Взяв за руку, Мирослав ведет меня по длинному коридору. Я разглядываю фотографии в рамках на стенах, тут целая галерея. Улыбаюсь каждый раз, когда выхватываю образ босса: вот он на рыбалке, там гоняет на велосипеде по двору, а в самом конце фото с дипломом в руках.
В саду свежо и сыро. Тусклый свет делает атмосферу особенной, и я спешу отдалиться от Евсеева. Отхожу к пальме и увлеченно разглядываю большие листья. Она напоминает мне о море и о том, что стоило бы быть настойчивее и гнать Мирослава взашей, когда он только появился в отеле. Но я не смогла. И теперь трогаю припухшие и горячие от поцелуя губы, с ужасом осознавая, что мне очень понравилось.
— Возьми, здесь прохладно, — произносит Евсеев, стягивая с себя пиджак, и набрасывает его мне на плечи. Тепло его тела, хранящееся на ткани, окатывает новой волной мурашек, так что мне приходится ухватиться за перила, чтобы не упасть.
— Спасибо…
Мирослав останавливается чуть дальше, оставляя мне свободу, в которой я нуждаюсь так же сильно, как в прохладном воздухе. Мы оба молчим, и нас прижимает тяжестью недосказанности. Нужно поговорить, взрослые люди делают именно так, понять, что все это значит, потому что это было не похоже на дежурный поцелуй, сдержанный и отчасти отстраненный, как принято на подобных мероприятиях. Жмурюсь и глубоко дышу, успокаиваясь, потому что хочется обессиленно зарычать.
— Ксюш… — врывается голос Мирослава в мои мысли, и я снова думаю о том, как его горячее дыхание обжигало мои губы.

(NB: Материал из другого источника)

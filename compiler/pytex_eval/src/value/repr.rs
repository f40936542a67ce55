//! `repr()` and `str()` rendering.

use std::fmt::Write;
use std::rc::Rc;

use super::Value;

impl Value {
    /// `repr(value)`.
    pub fn repr(&self) -> String {
        let mut out = String::new();
        self.write_repr(&mut out, &mut Vec::new());
        out
    }

    /// `str(value)`.
    pub fn to_str(&self) -> String {
        match self {
            Value::Str(s) => s.to_string(),
            Value::Exception(exc) => exc.message.clone(),
            _ => self.repr(),
        }
    }

    /// `seen` holds the containers currently being rendered, so that a list
    /// containing itself prints as `[[...]]`.
    fn write_repr(&self, out: &mut String, seen: &mut Vec<usize>) {
        match self {
            Value::None => out.push_str("None"),
            Value::Bool(true) => out.push_str("True"),
            Value::Bool(false) => out.push_str("False"),
            Value::Int(n) => {
                let _ = write!(out, "{n}");
            }
            Value::Float(f) => out.push_str(&float_repr(*f)),
            Value::Str(s) => out.push_str(&str_repr(s)),
            Value::List(items) => {
                let id = Rc::as_ptr(items) as *const () as usize;
                if seen.contains(&id) {
                    out.push_str("[...]");
                    return;
                }
                seen.push(id);
                out.push('[');
                write_items(&items.borrow(), out, seen);
                out.push(']');
                seen.pop();
            }
            Value::Tuple(items) => {
                out.push('(');
                write_items(items, out, seen);
                if items.len() == 1 {
                    out.push(',');
                }
                out.push(')');
            }
            Value::Dict(dict) => {
                let id = Rc::as_ptr(dict) as *const () as usize;
                if seen.contains(&id) {
                    out.push_str("{...}");
                    return;
                }
                seen.push(id);
                out.push('{');
                for (i, (key, value)) in dict.borrow().iter().enumerate() {
                    if i > 0 {
                        out.push_str(", ");
                    }
                    key.write_repr(out, seen);
                    out.push_str(": ");
                    value.write_repr(out, seen);
                }
                out.push('}');
                seen.pop();
            }
            Value::Range(range) => {
                let _ = if range.step == 1 {
                    write!(out, "range({}, {})", range.start, range.stop)
                } else {
                    write!(out, "range({}, {}, {})", range.start, range.stop, range.step)
                };
            }
            Value::Function(func) => {
                let _ = write!(out, "<function {}>", func.name);
            }
            Value::Builtin(builtin) => {
                let _ = write!(out, "<built-in function {}>", builtin.name);
            }
            Value::Method(method) => {
                let _ = write!(
                    out,
                    "<built-in method {} of {} object>",
                    method.name,
                    method.receiver.type_name()
                );
            }
            Value::Module(module) => {
                let _ = write!(out, "<module '{}' (built-in)>", module.name());
            }
            Value::ExceptionType(kind) => {
                let _ = write!(out, "<class '{kind}'>");
            }
            Value::Exception(exc) => {
                out.push_str(exc.kind.name());
                out.push('(');
                write_items(&exc.args, out, seen);
                out.push(')');
            }
            Value::Stream(stream) => {
                let _ = write!(
                    out,
                    "<_io.TextIOWrapper name='{}' mode='w' encoding='utf-8'>",
                    stream.name()
                );
            }
        }
    }
}

fn write_items(items: &[Value], out: &mut String, seen: &mut Vec<usize>) {
    for (i, item) in items.iter().enumerate() {
        if i > 0 {
            out.push_str(", ");
        }
        item.write_repr(out, seen);
    }
}

/// Quoted string literal: single quotes unless the text contains a single
/// quote and no double quote.
pub fn str_repr(s: &str) -> String {
    let quote = if s.contains('\'') && !s.contains('"') {
        '"'
    } else {
        '\''
    };
    let mut out = String::with_capacity(s.len() + 2);
    out.push(quote);
    for c in s.chars() {
        match c {
            '\\' => out.push_str("\\\\"),
            '\n' => out.push_str("\\n"),
            '\r' => out.push_str("\\r"),
            '\t' => out.push_str("\\t"),
            c if c == quote => {
                out.push('\\');
                out.push(c);
            }
            c if c.is_control() => {
                let code = u32::from(c);
                let _ = if code < 0x100 {
                    write!(out, "\\x{code:02x}")
                } else {
                    write!(out, "\\u{code:04x}")
                };
            }
            c => out.push(c),
        }
    }
    out.push(quote);
    out
}

/// Shortest round-tripping float text: positional for exponents in
/// `-4..16`, scientific otherwise (`1e+16`, `1.5e-05`).
pub fn float_repr(f: f64) -> String {
    if f.is_nan() {
        return "nan".to_owned();
    }
    if f.is_infinite() {
        return if f > 0.0 { "inf" } else { "-inf" }.to_owned();
    }

    // `{:e}` yields the shortest digits, e.g. `-1.5e-5`.
    let sci = format!("{:e}", f.abs());
    let (mantissa, exp) = sci.split_once('e').unwrap_or((&sci, "0"));
    let exp: i32 = exp.parse().unwrap_or(0);
    let digits: String = mantissa.chars().filter(char::is_ascii_digit).collect();
    let sign = if f.is_sign_negative() { "-" } else { "" };

    if (-4..16).contains(&exp) {
        let point = exp + 1;
        let body = if point <= 0 {
            format!("0.{}{digits}", "0".repeat(point.unsigned_abs() as usize))
        } else {
            let point = point as usize;
            if digits.len() <= point {
                format!("{digits}{}.0", "0".repeat(point - digits.len()))
            } else {
                format!("{}.{}", &digits[..point], &digits[point..])
            }
        };
        format!("{sign}{body}")
    } else {
        let exp_sign = if exp < 0 { '-' } else { '+' };
        format!("{sign}{mantissa}e{exp_sign}{:02}", exp.unsigned_abs())
    }
}
//! Assignment to names, tuples, subscripts and attributes.

use pytex_ir::{BinaryOp, Expr, ExprKind, Target};

use super::Interpreter;
use crate::errors::{value_error, EvalError, EvalResult, ExceptionKind};
use crate::iter::collect;
use crate::methods::{get_attribute, set_attribute};
use crate::operators::binary;
use crate::subscript::{get_item, get_slice, set_item, set_slice, SliceBounds};
use crate::Value;

impl Interpreter {
    pub(crate) fn assign(&mut self, target: &Target, value: Value) -> EvalResult<()> {
        match target {
            Target::Name(name, _) => {
                self.store(name, value);
                Ok(())
            }
            Target::Tuple(targets, span) => {
                let items = collect(&value).map_err(|err| err.with_span(*span))?;
                if items.len() != targets.len() {
                    let message = if items.len() > targets.len() {
                        format!("too many values to unpack (expected {})", targets.len())
                    } else {
                        format!(
                            "not enough values to unpack (expected {}, got {})",
                            targets.len(),
                            items.len()
                        )
                    };
                    return Err(value_error(message).with_span(*span));
                }
                for (target, item) in targets.iter().zip(items) {
                    self.assign(target, item)?;
                }
                Ok(())
            }
            Target::Subscript { object, index, span } => {
                let object = self.eval(object)?;
                if let ExprKind::Slice { lower, upper, step } = &index.kind {
                    let bounds =
                        self.eval_slice_bounds(lower.as_deref(), upper.as_deref(), step.as_deref())?;
                    return set_slice(&object, &bounds, &value).map_err(|err| err.with_span(*span));
                }
                let index = self.eval(index)?;
                set_item(&object, index, value).map_err(|err| err.with_span(*span))
            }
            Target::Attribute { object, name, span } => {
                let object = self.eval(object)?;
                set_attribute(&object, name, value).map_err(|err| err.with_span(*span))
            }
        }
    }

    /// `target op= value`: the target's object and index are evaluated once.
    /// `list += iterable` extends the list in place.
    pub(crate) fn aug_assign(&mut self, target: &Target, op: BinaryOp, value: &Expr) -> EvalResult<()> {
        match target {
            Target::Name(name, _) => {
                let current = self.lookup(name)?;
                let rhs = self.eval(value)?;
                let updated = in_place(op, current, &rhs)?;
                self.store(name, updated);
                Ok(())
            }
            Target::Subscript { object, index, span } => {
                let object = self.eval(object)?;
                if let ExprKind::Slice { lower, upper, step } = &index.kind {
                    let bounds =
                        self.eval_slice_bounds(lower.as_deref(), upper.as_deref(), step.as_deref())?;
                    let current = get_slice(&object, &bounds)?;
                    let rhs = self.eval(value)?;
                    let updated = in_place(op, current, &rhs)?;
                    return set_slice(&object, &bounds, &updated).map_err(|err| err.with_span(*span));
                }
                let index = self.eval(index)?;
                let current = get_item(&object, &index)?;
                let rhs = self.eval(value)?;
                let updated = in_place(op, current, &rhs)?;
                set_item(&object, index, updated).map_err(|err| err.with_span(*span))
            }
            Target::Attribute { object, name, span } => {
                let object = self.eval(object)?;
                let current = get_attribute(&object, name)?;
                let rhs = self.eval(value)?;
                let updated = in_place(op, current, &rhs)?;
                set_attribute(&object, name, updated).map_err(|err| err.with_span(*span))
            }
            Target::Tuple(_, span) => Err(EvalError::new(
                ExceptionKind::SyntaxError,
                "illegal expression for augmented assignment",
            )
            .with_span(*span)),
        }
    }

    pub(crate) fn eval_slice_bounds(
        &mut self,
        lower: Option<&Expr>,
        upper: Option<&Expr>,
        step: Option<&Expr>,
    ) -> EvalResult<SliceBounds> {
        Ok(SliceBounds {
            lower: self.eval_optional(lower)?,
            upper: self.eval_optional(upper)?,
            step: self.eval_optional(step)?,
        })
    }

    fn eval_optional(&mut self, expr: Option<&Expr>) -> EvalResult<Option<Value>> {
        expr.map(|expr| self.eval(expr)).transpose()
    }
}

fn in_place(op: BinaryOp, current: Value, rhs: &Value) -> EvalResult {
    if let (BinaryOp::Add, Value::List(items)) = (op, &current) {
        let extra = collect(rhs)?;
        items.borrow_mut().extend(extra);
        return Ok(current);
    }
    binary(op, &current, rhs)
}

Эх, как было проще в восемнадцать: там можно было целоваться со всеми, не думая. Потому что никто не был моим начальником, которого мне придется видеть каждый день. С которым я живу в одной квартире. Боже, а что, если мы решим повторить? Что, если увлечемся интрижкой, которая закончится со штампом о разводе? Как после этого работать бок о бок, зная, что каждый пошел дальше и не вспоминает о другом. Я не смогу. Не смогу заказывать цветы его будущим женщинам и думать, что он тоже будет их так целовать, поэтому, набравшись смелости, произношу:
— Больше, пожалуйста, никогда так не делайте, ладно? — перебиваю, потому что даже и предполагать не хочу, что он собирался сказать, но не оборачиваюсь, потому что сама не понимаю, что со мной приходит. Мне хочется, чтобы Евсеев со мной согласился. Здравый смысл твердит, что я все делаю правильно. И при этом я точно знаю, что обижусь на него, если он согласится. И как быть?
— Поехали домой, — игнорируя мою просьбу, произносит Мирослав и резко выпрямляется. — Сладкое на ночь вредно, — хмыкает недовольно, и что-то мне подсказывает, что он не только торт имел в виду.